You can learn about the available optimizers at:
https://pytorch.org/docs/stable/optim.html

You can learn about the available loss functions at:
https://pytorch.org/docs/stable/nn.html#loss-functions

In [16]:
LEARNING_RATE = 0.01
EPOCHS = 100
input_size = 50
hidden_size = 10
num_classes = 2

# initialize the model before the loop
model = SimpleNetwork(input_size, hidden_size,num_classes)

# loss and optimizer
criterion = nn.CrossEntropyLoss()
optimizer = optim.SGD(model.parameters(), LEARNING_RATE)

# store the current loss and current training accuracy at every step
for epoch in range(EPOCHS):
    # Turn the model to training mode (gradients will be calculated)
    model.train()
    for batch_idx, (data, target) in enumerate(train_loader):
        # We have to call zero_grad() on the optimizer to remove gradients from the previous data pass.
        # Otherwise, the gradients will be accumulated throughout many passes.
        optimizer.zero_grad()
        # Pass in the data and obtain the output.
        # When you pass the data directly by calling model(data), the model will internally pass the data through the forward() function.
        output = model(data)
        # Compare the output and the ground truth and calculate the loss.
        loss = criterion(output, target)
        # From the calculated loss, call backward() to calculate the gradients for all the paramters in the network.
        loss.backward()
        # Update the parameters according to the gradients. 
        optimizer.step()
        if batch_idx % 100 == 0:
            print('Train Epoch: {} [{}/{} ({:.0f}%)]\tLoss: {:.6f}'.format(
                epoch, batch_idx * len(data), len(train_loader.dataset),
                100. * batch_idx / len(train_loader), loss.item()))

RuntimeError: ignored

Plot how the loss and the training accuracy and the validation accuracy change over the epochs.

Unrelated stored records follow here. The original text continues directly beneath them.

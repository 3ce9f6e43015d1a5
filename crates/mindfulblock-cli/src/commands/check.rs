use chrono::{TimeZone, Utc};
use clap::Args;
use mindfulblock_core::friction::ChallengeKind;
use mindfulblock_core::interceptor::AllowReason;
use mindfulblock_core::{
    evaluate, ChallengeOutcome, Config, Database, FrictionEngine, InterceptState, Interceptor,
    NavigationEvent, RuleStore, Verdict,
};
use std::io::{BufRead, Write};

use super::CliResult;

#[derive(Args)]
pub struct CheckArgs {
    /// URL or hostname to test
    pub url: String,
    /// Output as JSON
    #[arg(long)]
    pub json: bool,
}

#[derive(Args)]
pub struct NavigateArgs {
    /// URL to open
    pub url: String,
    /// Seed for reproducible challenges
    #[arg(long)]
    pub seed: Option<u64>,
}

/// Dry run: what would happen to a navigation. Nothing is recorded.
pub fn run_check(args: CheckArgs) -> CliResult {
    let config = Config::load()?;
    let db = Database::open()?;
    let store = RuleStore::from_snapshot(db.load_snapshot()?);
    let ledger = db.load_overrides()?;
    let state = InterceptState {
        matcher: &store,
        ledger: &ledger,
        blocking_enabled: config.blocking.enabled,
        language: config.language,
    };
    let verdict = evaluate(&NavigationEvent::main_frame(&args.url), &state, Utc::now());

    if args.json {
        println!("{}", serde_json::to_string_pretty(&verdict)?);
        return Ok(());
    }
    match verdict {
        Verdict::Allow { hostname, reason } => match reason {
            AllowReason::OverrideActive { remaining_ms } => {
                println!("allowed: {hostname} (override, {}s left)", remaining_ms / 1000)
            }
            AllowReason::BlockingDisabled => println!("allowed: {hostname} (blocking is off)"),
            AllowReason::NoMatchingRule | AllowReason::NotMainFrame => {
                println!("allowed: {hostname}")
            }
        },
        Verdict::Block(decision) => {
            println!(
                "blocked: {} by rule {} [{}]",
                decision.hostname, decision.rule.domain, decision.rule.mode
            );
            println!("block page: {}", decision.block_page.to_page_url());
        }
    }
    Ok(())
}

/// Simulate a browser navigation, running the challenge on stdin.
pub fn run_navigate(args: NavigateArgs) -> CliResult {
    let config = Config::load()?;
    let db = Database::open()?;
    let store = RuleStore::from_snapshot(db.load_snapshot()?);
    let mut ledger = db.load_overrides()?;
    let now = Utc::now();

    let interceptor = Interceptor::new(&db);
    let state = InterceptState {
        matcher: &store,
        ledger: &ledger,
        blocking_enabled: config.blocking.enabled,
        language: config.language,
    };
    let (verdict, _) = interceptor.handle(&NavigationEvent::main_frame(&args.url), &state, now);
    let decision = match verdict {
        Verdict::Allow { hostname, .. } => {
            println!("allowed: {hostname}");
            return Ok(());
        }
        Verdict::Block(decision) => decision,
    };

    let mut engine = FrictionEngine::new(args.seed);
    let (mut challenge, _) = engine.start(&decision, now);
    println!("blocked: {} [{}]", decision.hostname, decision.rule.mode);
    println!("{}", challenge.prompt());
    if !decision.overridable() {
        return Ok(());
    }

    let stdin = std::io::stdin();
    let mut lines = stdin.lock().lines();
    loop {
        let answer = match &challenge.kind {
            ChallengeKind::Wait { .. } => {
                let remaining = challenge.remaining_wait_ms(Utc::now());
                if remaining > 0 {
                    std::thread::sleep(std::time::Duration::from_millis(remaining as u64));
                }
                String::new()
            }
            _ => {
                print!("> ");
                std::io::stdout().flush()?;
                match lines.next() {
                    Some(line) => line?,
                    None => {
                        println!("cancelled");
                        return Ok(());
                    }
                }
            }
        };

        let (outcome, _) = engine.submit(&mut challenge, &answer, &mut ledger, &db, Utc::now());
        match outcome {
            ChallengeOutcome::Unlocked {
                navigate_to,
                expires_at_ms,
            } => {
                db.save_overrides(&ledger, Utc::now())?;
                let until = Utc
                    .timestamp_millis_opt(expires_at_ms)
                    .single()
                    .map(|t| t.to_rfc3339())
                    .unwrap_or_default();
                println!("unlocked: {navigate_to}");
                println!("override for {} until {until}", challenge.hostname);
                return Ok(());
            }
            ChallengeOutcome::Retry { attempts } => {
                println!("wrong answer ({attempts}), try again");
            }
            ChallengeOutcome::Waiting { remaining_ms } => {
                println!("wait {}s more", (remaining_ms + 999) / 1000);
            }
            ChallengeOutcome::Denied => return Ok(()),
        }
    }
}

Is there a point where overfitting occurs? If you cannot spot one, answer no. 

### Part d 
Evaluate the model on the test dataset. Print out the accuracy. Does this accuracy agrees with the training accuracy showed on the plot?

## Problem 2

In this problem, we will investigate the effects of various common hyperparameters on the performance of a neural network. In the following cell, you can find a network class already defined for you. You can initiate network instances with different hyperparameters by changing the contructor's arguments.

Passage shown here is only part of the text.